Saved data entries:
________________________________________
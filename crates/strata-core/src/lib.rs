//! Core types for the Strata data substrate.
//!
//! This is the leaf crate with zero internal dependencies. It defines the
//! element type tags that guard every typed access to type-erased field
//! storage, the [`Element`] trait binding a Rust type to its tag and byte
//! codec, and the input-processing flags attached to fields.

#![deny(missing_docs)]
#![deny(rustdoc::broken_intra_doc_links)]
#![forbid(unsafe_code)]

pub mod element;
pub mod flags;

pub use element::{Element, ElementKind};
pub use flags::InputFlag;
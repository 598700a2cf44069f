//! Name-keyed factory catalogs for the Strata data substrate.
//!
//! A [`Catalog`] maps string keys — the tags found in an input document —
//! to factories that construct concrete implementations of one abstract
//! base. There is one catalog value per abstract base, built once during
//! single-threaded startup and then passed by shared reference to every
//! call site that constructs from a key. No global registry exists: the
//! catalog you thread through is the only source of constructible types.

#![deny(missing_docs)]
#![deny(rustdoc::broken_intra_doc_links)]
#![forbid(unsafe_code)]

pub mod catalog;
pub mod error;

pub use catalog::{Catalog, Factory};
pub use error::CatalogError;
________________________________________
_WHAT IS BEING ASKED_:
Would you give the entries back word for word?

_TASK RESULT_:
filename crates/strata-core/src/lib.rs
//! Core types for the Strata data substrate.
//!
//! This is the leaf crate with zero internal dependencies. It defines the
//! element type tags that guard every typed access to type-erased field
//! storage, the [`Element`] trait binding a Rust type to its tag and byte
//! codec, and the input-processing flags attached to fields.

#![deny(missing_docs)]
#![deny(rustdoc::broken_intra_doc_links)]
#![forbid(unsafe_code)]

pub mod element;
pub mod flags;

pub use element::{Element, ElementKind};
pub use flags::InputFlag;
repository 598700a2cf44069f
//! Name-keyed factory catalogs for the Strata data substrate.
//!
//! A [`Catalog`] maps string keys — the tags found in an input document —
//! to factories that construct concrete implementations of one abstract
//! base. There is one catalog value per abstract base, built once during
//! single-threaded startup and then passed by shared reference to every
//! call site that constructs from a key. No global registry exists: the
//! catalog you thread through is the only source of constructible types.

#![deny(missing_docs)]
#![deny(rustdoc::broken_intra_doc_links)]
#![forbid(unsafe_code)]

pub mod catalog;
pub mod error;

pub use catalog::{Catalog, Factory};
pub use error::CatalogError;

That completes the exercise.